Collected data entries

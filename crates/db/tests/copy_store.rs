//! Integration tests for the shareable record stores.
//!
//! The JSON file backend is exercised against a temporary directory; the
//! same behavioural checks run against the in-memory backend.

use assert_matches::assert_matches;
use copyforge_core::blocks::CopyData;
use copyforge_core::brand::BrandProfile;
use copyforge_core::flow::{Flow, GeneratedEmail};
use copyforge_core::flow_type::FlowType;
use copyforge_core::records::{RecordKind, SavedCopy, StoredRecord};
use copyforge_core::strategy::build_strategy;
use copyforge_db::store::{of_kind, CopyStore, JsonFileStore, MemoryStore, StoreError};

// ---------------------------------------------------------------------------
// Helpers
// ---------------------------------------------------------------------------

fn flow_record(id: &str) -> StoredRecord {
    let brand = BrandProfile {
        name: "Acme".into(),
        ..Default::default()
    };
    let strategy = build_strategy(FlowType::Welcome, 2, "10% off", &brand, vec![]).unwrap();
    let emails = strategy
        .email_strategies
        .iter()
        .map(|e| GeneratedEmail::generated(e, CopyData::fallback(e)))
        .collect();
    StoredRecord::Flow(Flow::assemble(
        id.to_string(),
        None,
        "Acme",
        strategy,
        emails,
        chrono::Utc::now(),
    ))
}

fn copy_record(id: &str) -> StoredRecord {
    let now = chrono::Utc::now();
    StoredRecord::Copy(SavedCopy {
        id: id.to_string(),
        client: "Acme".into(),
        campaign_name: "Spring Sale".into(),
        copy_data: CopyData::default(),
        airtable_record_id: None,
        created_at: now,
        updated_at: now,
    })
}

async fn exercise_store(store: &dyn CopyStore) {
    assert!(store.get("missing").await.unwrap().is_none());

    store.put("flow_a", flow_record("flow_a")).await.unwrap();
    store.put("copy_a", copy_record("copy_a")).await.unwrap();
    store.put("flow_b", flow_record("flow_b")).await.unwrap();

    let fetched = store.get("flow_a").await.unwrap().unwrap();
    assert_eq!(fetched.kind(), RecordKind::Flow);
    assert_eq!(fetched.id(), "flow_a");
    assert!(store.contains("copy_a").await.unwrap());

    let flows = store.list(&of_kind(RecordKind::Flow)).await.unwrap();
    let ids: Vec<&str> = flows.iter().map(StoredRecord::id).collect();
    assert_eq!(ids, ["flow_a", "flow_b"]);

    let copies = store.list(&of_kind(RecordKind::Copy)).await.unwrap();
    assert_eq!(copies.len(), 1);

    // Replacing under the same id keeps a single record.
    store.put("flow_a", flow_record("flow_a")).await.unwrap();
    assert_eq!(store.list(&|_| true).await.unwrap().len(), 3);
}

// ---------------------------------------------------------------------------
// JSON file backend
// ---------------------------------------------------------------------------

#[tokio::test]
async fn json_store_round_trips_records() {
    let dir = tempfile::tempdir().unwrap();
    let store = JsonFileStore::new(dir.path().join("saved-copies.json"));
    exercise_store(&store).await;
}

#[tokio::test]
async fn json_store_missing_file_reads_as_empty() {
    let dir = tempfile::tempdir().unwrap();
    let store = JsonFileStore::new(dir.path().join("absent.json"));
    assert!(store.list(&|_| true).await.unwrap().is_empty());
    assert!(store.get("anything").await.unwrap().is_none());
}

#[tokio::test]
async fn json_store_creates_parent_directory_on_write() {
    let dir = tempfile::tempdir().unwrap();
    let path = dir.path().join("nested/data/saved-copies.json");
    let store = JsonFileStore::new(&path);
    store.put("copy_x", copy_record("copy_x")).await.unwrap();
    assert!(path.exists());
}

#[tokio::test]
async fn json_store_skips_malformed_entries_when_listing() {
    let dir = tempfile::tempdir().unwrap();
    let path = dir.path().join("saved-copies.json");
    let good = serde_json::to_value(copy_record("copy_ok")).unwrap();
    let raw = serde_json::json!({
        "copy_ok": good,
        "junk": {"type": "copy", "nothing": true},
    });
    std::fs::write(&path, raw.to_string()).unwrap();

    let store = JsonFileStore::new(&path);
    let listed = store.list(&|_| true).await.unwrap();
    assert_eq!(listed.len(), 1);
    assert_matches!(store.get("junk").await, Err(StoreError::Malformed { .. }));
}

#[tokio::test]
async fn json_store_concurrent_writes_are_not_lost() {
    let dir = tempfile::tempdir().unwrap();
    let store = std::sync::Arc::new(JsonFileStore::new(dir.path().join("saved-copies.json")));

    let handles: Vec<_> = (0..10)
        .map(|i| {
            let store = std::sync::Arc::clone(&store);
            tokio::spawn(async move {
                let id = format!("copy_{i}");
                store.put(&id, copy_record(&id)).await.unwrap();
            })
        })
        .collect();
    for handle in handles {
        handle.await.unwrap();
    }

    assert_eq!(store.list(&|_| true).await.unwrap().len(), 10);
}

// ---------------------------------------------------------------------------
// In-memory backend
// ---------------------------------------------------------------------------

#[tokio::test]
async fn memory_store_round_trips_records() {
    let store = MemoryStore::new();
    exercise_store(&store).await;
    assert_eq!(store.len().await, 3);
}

* * *

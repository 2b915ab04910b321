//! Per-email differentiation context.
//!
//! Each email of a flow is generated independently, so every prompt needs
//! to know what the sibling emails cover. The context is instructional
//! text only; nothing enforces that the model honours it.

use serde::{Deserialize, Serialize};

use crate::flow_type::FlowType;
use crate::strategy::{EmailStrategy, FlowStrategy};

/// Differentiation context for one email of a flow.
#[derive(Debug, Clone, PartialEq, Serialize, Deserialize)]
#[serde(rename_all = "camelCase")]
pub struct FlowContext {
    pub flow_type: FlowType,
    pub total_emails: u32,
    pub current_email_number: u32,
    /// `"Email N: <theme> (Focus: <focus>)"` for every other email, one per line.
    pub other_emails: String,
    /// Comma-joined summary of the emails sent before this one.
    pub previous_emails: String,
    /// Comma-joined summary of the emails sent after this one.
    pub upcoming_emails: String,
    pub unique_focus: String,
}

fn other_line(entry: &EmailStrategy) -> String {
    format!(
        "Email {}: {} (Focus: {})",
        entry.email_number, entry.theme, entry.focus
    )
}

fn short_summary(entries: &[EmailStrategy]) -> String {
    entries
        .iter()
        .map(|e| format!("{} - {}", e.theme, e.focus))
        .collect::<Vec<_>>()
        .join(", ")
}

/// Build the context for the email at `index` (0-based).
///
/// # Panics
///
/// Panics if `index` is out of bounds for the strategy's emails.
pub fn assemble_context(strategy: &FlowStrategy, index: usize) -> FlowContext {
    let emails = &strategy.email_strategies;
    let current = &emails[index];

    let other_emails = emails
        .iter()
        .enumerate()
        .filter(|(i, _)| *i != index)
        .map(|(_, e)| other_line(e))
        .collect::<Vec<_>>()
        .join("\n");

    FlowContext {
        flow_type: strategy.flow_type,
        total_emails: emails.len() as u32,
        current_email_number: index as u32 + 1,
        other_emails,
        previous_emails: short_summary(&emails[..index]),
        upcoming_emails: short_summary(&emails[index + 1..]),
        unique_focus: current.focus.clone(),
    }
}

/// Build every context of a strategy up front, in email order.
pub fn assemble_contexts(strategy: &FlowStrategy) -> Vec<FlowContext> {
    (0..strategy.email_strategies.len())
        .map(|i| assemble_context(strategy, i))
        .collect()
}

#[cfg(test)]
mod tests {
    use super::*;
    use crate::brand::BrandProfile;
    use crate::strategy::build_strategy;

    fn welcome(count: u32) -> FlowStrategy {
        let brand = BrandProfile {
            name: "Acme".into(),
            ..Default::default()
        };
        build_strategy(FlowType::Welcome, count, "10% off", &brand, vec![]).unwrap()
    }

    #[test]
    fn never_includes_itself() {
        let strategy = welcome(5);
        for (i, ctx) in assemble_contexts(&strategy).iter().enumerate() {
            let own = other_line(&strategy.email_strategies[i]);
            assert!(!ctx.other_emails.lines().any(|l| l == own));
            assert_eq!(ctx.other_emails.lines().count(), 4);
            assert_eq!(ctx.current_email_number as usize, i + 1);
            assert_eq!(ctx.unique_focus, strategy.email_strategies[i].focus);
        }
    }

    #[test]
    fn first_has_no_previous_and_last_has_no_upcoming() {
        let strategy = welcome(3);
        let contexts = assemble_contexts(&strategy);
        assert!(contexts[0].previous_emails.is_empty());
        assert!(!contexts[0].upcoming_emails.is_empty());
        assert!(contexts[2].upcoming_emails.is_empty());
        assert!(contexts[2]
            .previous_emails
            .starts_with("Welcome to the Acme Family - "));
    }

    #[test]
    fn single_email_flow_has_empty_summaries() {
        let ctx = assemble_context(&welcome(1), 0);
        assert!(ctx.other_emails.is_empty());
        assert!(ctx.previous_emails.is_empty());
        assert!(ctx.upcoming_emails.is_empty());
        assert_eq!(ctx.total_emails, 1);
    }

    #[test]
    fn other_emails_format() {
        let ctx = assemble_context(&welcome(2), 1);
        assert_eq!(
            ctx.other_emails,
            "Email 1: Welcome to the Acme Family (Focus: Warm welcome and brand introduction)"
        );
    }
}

---

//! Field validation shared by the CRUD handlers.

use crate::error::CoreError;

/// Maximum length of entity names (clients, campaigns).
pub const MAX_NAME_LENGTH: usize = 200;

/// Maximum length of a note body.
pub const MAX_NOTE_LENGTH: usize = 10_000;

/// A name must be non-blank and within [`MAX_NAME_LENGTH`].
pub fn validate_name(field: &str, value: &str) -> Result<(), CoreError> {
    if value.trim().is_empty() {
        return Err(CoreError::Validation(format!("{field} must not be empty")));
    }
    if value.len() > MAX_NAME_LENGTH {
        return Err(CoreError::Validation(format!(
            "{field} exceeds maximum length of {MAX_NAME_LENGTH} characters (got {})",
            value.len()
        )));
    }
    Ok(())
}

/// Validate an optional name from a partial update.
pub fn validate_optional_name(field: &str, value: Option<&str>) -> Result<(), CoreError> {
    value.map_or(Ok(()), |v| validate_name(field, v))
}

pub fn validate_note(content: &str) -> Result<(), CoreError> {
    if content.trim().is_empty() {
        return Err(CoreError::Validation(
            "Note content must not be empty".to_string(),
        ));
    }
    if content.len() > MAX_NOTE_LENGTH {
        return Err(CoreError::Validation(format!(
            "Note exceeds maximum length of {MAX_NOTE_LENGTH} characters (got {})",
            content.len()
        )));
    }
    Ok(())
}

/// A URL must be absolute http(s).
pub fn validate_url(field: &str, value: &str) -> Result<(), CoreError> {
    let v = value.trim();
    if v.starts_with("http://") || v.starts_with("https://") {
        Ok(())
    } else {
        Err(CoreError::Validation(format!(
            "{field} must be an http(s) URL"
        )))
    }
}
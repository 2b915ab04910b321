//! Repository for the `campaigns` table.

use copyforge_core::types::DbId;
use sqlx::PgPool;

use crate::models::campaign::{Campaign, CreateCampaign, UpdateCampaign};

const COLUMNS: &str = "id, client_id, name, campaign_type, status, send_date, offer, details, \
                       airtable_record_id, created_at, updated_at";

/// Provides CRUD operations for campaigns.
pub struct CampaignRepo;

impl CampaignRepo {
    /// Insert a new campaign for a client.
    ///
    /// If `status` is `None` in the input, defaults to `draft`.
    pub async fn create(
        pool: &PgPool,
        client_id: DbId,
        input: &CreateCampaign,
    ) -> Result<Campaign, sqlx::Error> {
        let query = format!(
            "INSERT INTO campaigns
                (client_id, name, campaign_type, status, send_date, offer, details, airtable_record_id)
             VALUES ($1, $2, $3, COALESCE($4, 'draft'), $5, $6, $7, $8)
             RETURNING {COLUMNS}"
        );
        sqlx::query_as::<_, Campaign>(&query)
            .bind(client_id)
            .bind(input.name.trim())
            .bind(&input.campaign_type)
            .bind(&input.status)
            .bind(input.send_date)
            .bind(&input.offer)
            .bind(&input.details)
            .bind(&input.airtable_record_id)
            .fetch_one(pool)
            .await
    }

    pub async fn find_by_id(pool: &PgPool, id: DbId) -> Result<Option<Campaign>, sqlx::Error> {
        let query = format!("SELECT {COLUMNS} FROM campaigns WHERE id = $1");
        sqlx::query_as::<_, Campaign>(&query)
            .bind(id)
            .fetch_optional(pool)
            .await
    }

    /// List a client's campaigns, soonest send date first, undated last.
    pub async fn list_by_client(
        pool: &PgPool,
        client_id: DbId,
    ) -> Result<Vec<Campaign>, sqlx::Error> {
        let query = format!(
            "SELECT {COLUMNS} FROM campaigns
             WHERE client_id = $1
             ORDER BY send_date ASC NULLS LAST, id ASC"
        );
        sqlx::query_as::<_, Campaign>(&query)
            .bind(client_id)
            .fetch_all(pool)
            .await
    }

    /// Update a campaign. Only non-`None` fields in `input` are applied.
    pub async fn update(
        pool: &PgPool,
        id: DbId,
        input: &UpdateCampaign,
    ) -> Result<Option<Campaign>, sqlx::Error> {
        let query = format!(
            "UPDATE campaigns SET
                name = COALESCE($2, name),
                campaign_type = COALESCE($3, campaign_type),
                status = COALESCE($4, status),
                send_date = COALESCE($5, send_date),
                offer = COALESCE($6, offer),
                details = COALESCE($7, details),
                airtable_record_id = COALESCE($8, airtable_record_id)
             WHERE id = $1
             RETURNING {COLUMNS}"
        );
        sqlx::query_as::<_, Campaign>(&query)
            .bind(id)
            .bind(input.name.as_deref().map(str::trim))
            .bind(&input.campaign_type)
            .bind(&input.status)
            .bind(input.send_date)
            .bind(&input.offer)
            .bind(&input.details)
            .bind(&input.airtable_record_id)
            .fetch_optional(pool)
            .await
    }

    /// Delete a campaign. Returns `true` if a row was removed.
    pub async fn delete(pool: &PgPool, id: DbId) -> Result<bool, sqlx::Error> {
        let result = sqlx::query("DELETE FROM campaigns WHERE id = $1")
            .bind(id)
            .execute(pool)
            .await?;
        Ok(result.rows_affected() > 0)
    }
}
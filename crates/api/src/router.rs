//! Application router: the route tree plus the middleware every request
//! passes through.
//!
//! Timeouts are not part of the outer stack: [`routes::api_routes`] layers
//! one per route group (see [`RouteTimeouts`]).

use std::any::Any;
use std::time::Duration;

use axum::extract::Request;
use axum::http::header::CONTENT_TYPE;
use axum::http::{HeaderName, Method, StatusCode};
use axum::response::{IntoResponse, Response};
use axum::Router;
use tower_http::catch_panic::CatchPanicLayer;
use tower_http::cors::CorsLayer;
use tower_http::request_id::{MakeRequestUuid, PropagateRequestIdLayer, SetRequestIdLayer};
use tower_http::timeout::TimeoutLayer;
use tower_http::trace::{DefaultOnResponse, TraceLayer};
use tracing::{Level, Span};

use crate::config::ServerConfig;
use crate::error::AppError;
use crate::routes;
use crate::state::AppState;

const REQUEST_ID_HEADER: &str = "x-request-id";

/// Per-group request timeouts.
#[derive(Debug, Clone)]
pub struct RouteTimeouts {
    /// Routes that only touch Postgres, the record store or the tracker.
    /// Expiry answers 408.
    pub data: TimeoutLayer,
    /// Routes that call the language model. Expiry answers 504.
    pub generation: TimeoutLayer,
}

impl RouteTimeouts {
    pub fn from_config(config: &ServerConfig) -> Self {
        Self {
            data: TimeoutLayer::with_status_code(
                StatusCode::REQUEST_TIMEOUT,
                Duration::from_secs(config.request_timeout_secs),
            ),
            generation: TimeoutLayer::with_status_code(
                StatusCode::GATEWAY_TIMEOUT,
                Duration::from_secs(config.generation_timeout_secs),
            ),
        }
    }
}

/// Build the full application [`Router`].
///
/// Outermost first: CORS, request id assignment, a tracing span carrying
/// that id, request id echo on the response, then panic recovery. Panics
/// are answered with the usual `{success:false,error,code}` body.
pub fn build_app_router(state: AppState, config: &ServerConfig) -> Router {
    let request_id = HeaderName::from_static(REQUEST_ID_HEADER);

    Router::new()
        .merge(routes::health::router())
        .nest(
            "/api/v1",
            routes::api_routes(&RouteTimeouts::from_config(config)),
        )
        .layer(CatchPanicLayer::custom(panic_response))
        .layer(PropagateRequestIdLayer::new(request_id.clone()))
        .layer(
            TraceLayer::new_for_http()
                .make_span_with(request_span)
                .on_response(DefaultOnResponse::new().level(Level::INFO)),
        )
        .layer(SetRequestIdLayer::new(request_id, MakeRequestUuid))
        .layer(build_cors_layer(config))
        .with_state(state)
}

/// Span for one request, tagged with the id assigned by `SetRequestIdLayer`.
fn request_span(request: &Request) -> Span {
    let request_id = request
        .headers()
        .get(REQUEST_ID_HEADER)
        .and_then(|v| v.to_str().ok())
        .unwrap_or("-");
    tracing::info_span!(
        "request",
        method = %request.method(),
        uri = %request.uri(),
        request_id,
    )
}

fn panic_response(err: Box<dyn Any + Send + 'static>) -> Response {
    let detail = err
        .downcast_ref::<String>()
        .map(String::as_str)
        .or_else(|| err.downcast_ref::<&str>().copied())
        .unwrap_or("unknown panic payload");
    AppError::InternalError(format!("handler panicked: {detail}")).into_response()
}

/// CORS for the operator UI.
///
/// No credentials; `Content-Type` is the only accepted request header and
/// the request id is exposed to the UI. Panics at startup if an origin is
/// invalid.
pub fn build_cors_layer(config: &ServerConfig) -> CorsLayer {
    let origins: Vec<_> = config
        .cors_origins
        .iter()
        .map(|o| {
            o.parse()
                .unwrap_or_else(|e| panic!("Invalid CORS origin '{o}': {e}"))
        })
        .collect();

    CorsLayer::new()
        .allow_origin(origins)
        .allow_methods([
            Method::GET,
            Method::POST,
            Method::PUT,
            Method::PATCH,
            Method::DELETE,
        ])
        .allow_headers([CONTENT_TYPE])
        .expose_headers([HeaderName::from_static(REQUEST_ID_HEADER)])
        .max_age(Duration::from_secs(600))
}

■ Aim of the exercise: The lines needed are those in the data above that hold the string "trim"; copy each of them.

■ Answer to this exercise:
    if value.trim().is_empty() {
    if content.trim().is_empty() {
    let v = value.trim();
            .bind(input.name.trim())
            .bind(input.name.as_deref().map(str::trim))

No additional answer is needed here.